Dr. Belleza, who passed away in November after a two-year battle with gastric cancer, served as CCSD’s first supervisor of student services in the Office of School Operations and, in this role, laid the groundwork for a future Virtual Academy program and was the original architect of the District’s Social and Emotional Learning (SEL) initiative.

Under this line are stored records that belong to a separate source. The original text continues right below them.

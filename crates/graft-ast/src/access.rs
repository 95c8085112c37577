//! NodeArena access methods and child enumeration.
//!
//! Typed accessors check the node kind before touching the payload pool, so
//! a stale or mismatched index degrades to `None` instead of reading the
//! wrong pool entry.

use crate::arena::NodeArena;
use crate::node::*;
use crate::node_flags::NodeFlags;

macro_rules! typed_accessors {
    ($get:ident, $get_mut:ident, $pool:ident, $data:ty, $($kind:pat_param)|+) => {
        #[inline]
        pub fn $get(&self, index: NodeIndex) -> Option<&$data> {
            let node = self.get(index)?;
            if node.has_data() && matches!(node.kind, $($kind)|+) {
                self.$pool.get(node.data_index as usize)
            } else {
                None
            }
        }

        #[inline]
        pub fn $get_mut(&mut self, index: NodeIndex) -> Option<&mut $data> {
            let node = self.get(index)?;
            if node.has_data() && matches!(node.kind, $($kind)|+) {
                let data_index = node.data_index as usize;
                self.$pool.get_mut(data_index)
            } else {
                None
            }
        }
    };
}

impl NodeArena {
    /// Get a thin node by index.
    #[inline]
    pub fn get(&self, index: NodeIndex) -> Option<&Node> {
        if index.is_none() {
            None
        } else {
            self.nodes.get(index.0 as usize)
        }
    }

    /// Get a mutable thin node by index.
    #[inline]
    pub fn get_mut(&mut self, index: NodeIndex) -> Option<&mut Node> {
        if index.is_none() {
            None
        } else {
            self.nodes.get_mut(index.0 as usize)
        }
    }

    #[inline]
    pub fn kind(&self, index: NodeIndex) -> Option<SyntaxKind> {
        self.get(index).map(|n| n.kind)
    }

    pub fn flags(&self, index: NodeIndex) -> NodeFlags {
        self.get(index).map(|n| n.flags).unwrap_or_default()
    }

    pub fn set_flags(&mut self, index: NodeIndex, flags: NodeFlags) {
        if let Some(node) = self.get_mut(index) {
            node.flags |= flags;
        }
    }

    typed_accessors!(get_unit, get_unit_mut, units, UnitData, SyntaxKind::CompilationUnit);
    typed_accessors!(get_import, get_import_mut, imports, ImportData, SyntaxKind::ImportDecl);
    typed_accessors!(get_type_decl, get_type_decl_mut, type_decls, TypeDeclData, SyntaxKind::TypeDecl);
    typed_accessors!(
        get_variable, get_variable_mut, variables, VariableData,
        SyntaxKind::FieldDecl | SyntaxKind::Parameter | SyntaxKind::LocalDecl
    );
    typed_accessors!(get_method, get_method_mut, methods, MethodData, SyntaxKind::MethodDecl);
    typed_accessors!(get_annotation, get_annotation_mut, annotations, AnnotationData, SyntaxKind::Annotation);
    typed_accessors!(get_annotation_arg, get_annotation_arg_mut, annotation_args, AnnotationArgData, SyntaxKind::AnnotationArg);
    typed_accessors!(get_primitive_ref, get_primitive_ref_mut, primitive_refs, PrimitiveTypeRefData, SyntaxKind::PrimitiveTypeRef);
    typed_accessors!(get_named_ref, get_named_ref_mut, named_refs, NamedTypeRefData, SyntaxKind::NamedTypeRef);
    typed_accessors!(get_array_ref, get_array_ref_mut, array_refs, ArrayTypeRefData, SyntaxKind::ArrayTypeRef);
    typed_accessors!(
        get_block, get_block_mut, blocks, BlockData,
        SyntaxKind::Block | SyntaxKind::InitializerBlock
    );
    typed_accessors!(get_if, get_if_mut, ifs, IfData, SyntaxKind::IfStatement);
    typed_accessors!(get_try, get_try_mut, trys, TryData, SyntaxKind::TryStatement);
    typed_accessors!(get_catch, get_catch_mut, catches, CatchData, SyntaxKind::CatchClause);
    typed_accessors!(get_expr_stmt, get_expr_stmt_mut, expr_stmts, ExprStmtData, SyntaxKind::ExpressionStatement);
    typed_accessors!(get_return, get_return_mut, returns, ReturnData, SyntaxKind::ReturnStatement);
    typed_accessors!(get_throw, get_throw_mut, throws, ThrowData, SyntaxKind::ThrowStatement);
    typed_accessors!(get_identifier, get_identifier_mut, identifiers, IdentifierData, SyntaxKind::Identifier);
    typed_accessors!(get_select, get_select_mut, selects, SelectData, SyntaxKind::Select);
    typed_accessors!(get_literal, get_literal_mut, literals, LiteralData, SyntaxKind::Literal);
    typed_accessors!(get_binary, get_binary_mut, binaries, BinaryData, SyntaxKind::Binary);
    typed_accessors!(get_unary, get_unary_mut, unaries, UnaryData, SyntaxKind::Unary);
    typed_accessors!(get_conditional, get_conditional_mut, conditionals, ConditionalData, SyntaxKind::Conditional);
    typed_accessors!(get_call, get_call_mut, calls, CallData, SyntaxKind::Call);
    typed_accessors!(get_new, get_new_mut, news, NewData, SyntaxKind::New);
    typed_accessors!(get_instanceof, get_instanceof_mut, instanceofs, InstanceOfData, SyntaxKind::InstanceOf);
    typed_accessors!(get_cast, get_cast_mut, casts, CastData, SyntaxKind::Cast);
    typed_accessors!(get_assign, get_assign_mut, assigns, AssignData, SyntaxKind::Assign);
    typed_accessors!(get_array_literal, get_array_literal_mut, array_literals, ArrayLiteralData, SyntaxKind::ArrayLiteral);
    typed_accessors!(get_class_literal, get_class_literal_mut, class_literals, ClassLiteralData, SyntaxKind::ClassLiteral);

    /// Direct children of a node in source order. This is the single place
    /// that knows every kind's child layout; the wrapper layer and the
    /// aliasing checks are built on it.
    pub fn children_of(&self, index: NodeIndex) -> Vec<NodeIndex> {
        let Some(node) = self.get(index) else {
            return Vec::new();
        };
        let mut out = Vec::new();
        let mut push = |idx: NodeIndex, out: &mut Vec<NodeIndex>| {
            if idx.is_some() {
                out.push(idx);
            }
        };
        match node.kind {
            SyntaxKind::CompilationUnit => {
                if let Some(unit) = self.get_unit(index) {
                    out.extend(unit.imports.iter());
                    out.extend(unit.types.iter());
                }
            }
            SyntaxKind::ImportDecl => {}
            SyntaxKind::TypeDecl => {
                if let Some(decl) = self.get_type_decl(index) {
                    out.extend(decl.annotations.iter());
                    push(decl.extends, &mut out);
                    out.extend(decl.fields.iter());
                    out.extend(decl.initializers.iter());
                    out.extend(decl.methods.iter());
                }
            }
            SyntaxKind::FieldDecl | SyntaxKind::Parameter | SyntaxKind::LocalDecl => {
                if let Some(var) = self.get_variable(index) {
                    out.extend(var.annotations.iter());
                    push(var.type_ref, &mut out);
                    push(var.initializer, &mut out);
                }
            }
            SyntaxKind::MethodDecl => {
                if let Some(method) = self.get_method(index) {
                    out.extend(method.annotations.iter());
                    push(method.return_type, &mut out);
                    out.extend(method.parameters.iter());
                    out.extend(method.thrown.iter());
                    push(method.body, &mut out);
                }
            }
            SyntaxKind::InitializerBlock | SyntaxKind::Block => {
                if let Some(block) = self.get_block(index) {
                    out.extend(block.statements.iter());
                }
            }
            SyntaxKind::Annotation => {
                if let Some(ann) = self.get_annotation(index) {
                    push(ann.type_ref, &mut out);
                    out.extend(ann.args.iter());
                }
            }
            SyntaxKind::AnnotationArg => {
                if let Some(arg) = self.get_annotation_arg(index) {
                    push(arg.value, &mut out);
                }
            }
            SyntaxKind::PrimitiveTypeRef | SyntaxKind::WildcardTypeRef => {}
            SyntaxKind::NamedTypeRef => {
                if let Some(named) = self.get_named_ref(index) {
                    out.extend(named.type_args.iter());
                }
            }
            SyntaxKind::ArrayTypeRef => {
                if let Some(arr) = self.get_array_ref(index) {
                    push(arr.element, &mut out);
                }
            }
            SyntaxKind::IfStatement => {
                if let Some(data) = self.get_if(index) {
                    push(data.condition, &mut out);
                    push(data.then_branch, &mut out);
                    push(data.else_branch, &mut out);
                }
            }
            SyntaxKind::TryStatement => {
                if let Some(data) = self.get_try(index) {
                    push(data.block, &mut out);
                    out.extend(data.catches.iter());
                    push(data.finally_block, &mut out);
                }
            }
            SyntaxKind::CatchClause => {
                if let Some(data) = self.get_catch(index) {
                    push(data.parameter, &mut out);
                    push(data.block, &mut out);
                }
            }
            SyntaxKind::ExpressionStatement => {
                if let Some(data) = self.get_expr_stmt(index) {
                    push(data.expression, &mut out);
                }
            }
            SyntaxKind::ReturnStatement => {
                if let Some(data) = self.get_return(index) {
                    push(data.expression, &mut out);
                }
            }
            SyntaxKind::ThrowStatement => {
                if let Some(data) = self.get_throw(index) {
                    push(data.expression, &mut out);
                }
            }
            SyntaxKind::Identifier | SyntaxKind::Literal | SyntaxKind::This | SyntaxKind::Super => {}
            SyntaxKind::Select => {
                if let Some(data) = self.get_select(index) {
                    push(data.base, &mut out);
                }
            }
            SyntaxKind::Binary => {
                if let Some(data) = self.get_binary(index) {
                    push(data.lhs, &mut out);
                    push(data.rhs, &mut out);
                }
            }
            SyntaxKind::Unary => {
                if let Some(data) = self.get_unary(index) {
                    push(data.operand, &mut out);
                }
            }
            SyntaxKind::Conditional => {
                if let Some(data) = self.get_conditional(index) {
                    push(data.condition, &mut out);
                    push(data.then_expr, &mut out);
                    push(data.else_expr, &mut out);
                }
            }
            SyntaxKind::Call => {
                if let Some(data) = self.get_call(index) {
                    push(data.callee, &mut out);
                    out.extend(data.args.iter());
                }
            }
            SyntaxKind::New => {
                if let Some(data) = self.get_new(index) {
                    push(data.type_ref, &mut out);
                    out.extend(data.args.iter());
                }
            }
            SyntaxKind::InstanceOf => {
                if let Some(data) = self.get_instanceof(index) {
                    push(data.expression, &mut out);
                    push(data.type_ref, &mut out);
                }
            }
            SyntaxKind::Cast => {
                if let Some(data) = self.get_cast(index) {
                    push(data.type_ref, &mut out);
                    push(data.expression, &mut out);
                }
            }
            SyntaxKind::Assign => {
                if let Some(data) = self.get_assign(index) {
                    push(data.target, &mut out);
                    push(data.value, &mut out);
                }
            }
            SyntaxKind::ArrayLiteral => {
                if let Some(data) = self.get_array_literal(index) {
                    out.extend(data.elements.iter());
                }
            }
            SyntaxKind::ClassLiteral => {
                if let Some(data) = self.get_class_literal(index) {
                    push(data.type_ref, &mut out);
                }
            }
        }
        out
    }

    /// Dotted text of a written type reference, e.g. `graft.Cleanup`.
    /// Returns None for non-named type references.
    pub fn named_ref_text(&self, index: NodeIndex) -> Option<String> {
        let named = self.get_named_ref(index)?;
        let mut text = String::new();
        for (i, &segment) in named.segments.iter().enumerate() {
            if i > 0 {
                text.push('.');
            }
            text.push_str(self.interner.resolve(segment));
        }
        Some(text)
    }

    /// Whether a method node is a constructor.
    pub fn is_constructor(&self, index: NodeIndex) -> bool {
        self.flags(index).contains(NodeFlags::CONSTRUCTOR)
    }
}
//! The built-in marker handlers.

pub mod accessors;
pub mod cleanup;
pub mod constructor;
pub mod equals_hash_code;
pub mod print_tree;
pub mod sneaky_throws;
pub(crate) mod util;

use crate::registry::{MarkerKind, Registration, SchedulingFlags};

pub(crate) fn builtin_registrations() -> Vec<Registration> {
    vec![
        Registration {
            marker: MarkerKind::EqualsAndHashCode,
            flags: SchedulingFlags::default(),
            handler: Box::new(equals_hash_code::HandleEqualsAndHashCode),
        },
        Registration {
            marker: MarkerKind::Getter,
            flags: SchedulingFlags::default(),
            handler: Box::new(accessors::HandleAccessor::getter()),
        },
        Registration {
            marker: MarkerKind::Setter,
            flags: SchedulingFlags::default(),
            handler: Box::new(accessors::HandleAccessor::setter()),
        },
        Registration {
            marker: MarkerKind::Cleanup,
            flags: SchedulingFlags {
                defer_until_post_diet: true,
                ..Default::default()
            },
            handler: Box::new(cleanup::HandleCleanup),
        },
        Registration {
            marker: MarkerKind::SneakyThrows,
            flags: SchedulingFlags {
                defer_until_post_diet: true,
                ..Default::default()
            },
            handler: Box::new(sneaky_throws::HandleSneakyThrows),
        },
        Registration {
            marker: MarkerKind::NoArgsConstructor,
            flags: SchedulingFlags {
                defer_until_build_members: true,
                ..Default::default()
            },
            handler: Box::new(constructor::HandleConstructor::no_args()),
        },
        Registration {
            marker: MarkerKind::RequiredArgsConstructor,
            flags: SchedulingFlags {
                defer_until_build_members: true,
                ..Default::default()
            },
            handler: Box::new(constructor::HandleConstructor::required_args()),
        },
        Registration {
            marker: MarkerKind::AllArgsConstructor,
            flags: SchedulingFlags {
                defer_until_build_members: true,
                ..Default::default()
            },
            handler: Box::new(constructor::HandleConstructor::all_args()),
        },
        Registration {
            marker: MarkerKind::PrintTree,
            flags: SchedulingFlags::default(),
            handler: Box::new(print_tree::HandlePrintTree),
        },
    ]
}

“Rouel recognized early on that, while our primary mission is teaching and learning, effective instruction can’t happen if we neglect the mental health and well-being of our students and staff,” Dr. Hightower said. “His work has saved the lives of at-risk students and that’s a legacy that will live on for generations.”
The School Board also:
• Heard a presentation by Mr. Chapman on the Be Pro Be Proud Georgia (BeProBeProudGa.org) initiative launched by the Cherokee County Office of Economic Development, with support from CCSD, to educate high school students and young adults about possible careers in the essential skilled trades;
• Recognized 2020-21 Student Advisor to School Board and Student Delegates (in-person recognition);
• Recognized Duke University Talent Identification Program (TIP) students who achieved Grand and State Recognition during their seventh-grade year (virtual recognition);
• Recognized 2020 Young Georgia Authors Competition winners (virtual recognition);
• Approved monthly financial reports for June and July;
• Approved 2020-21 School Improvement Plans;
• Approved the monthly capital outlay projects report;
• Approved the ratification of the ABM Industry Groups, LLC EnhancedClean Program Contract for the 2020-21 school year;
• Approved granting a permanent right of way to the Cherokee County government for its Bells Ferry Road improvement project;
• Approved a resolution to supplement School Board Policy JCAC; and,
• Met in executive session to discuss real estate and then returned to open session and authorized the superintendent to enter into a sales contract for undisclosed property at an undisclosed location.
The next School Board meeting is 7 p.m. Sept. 17, 2020.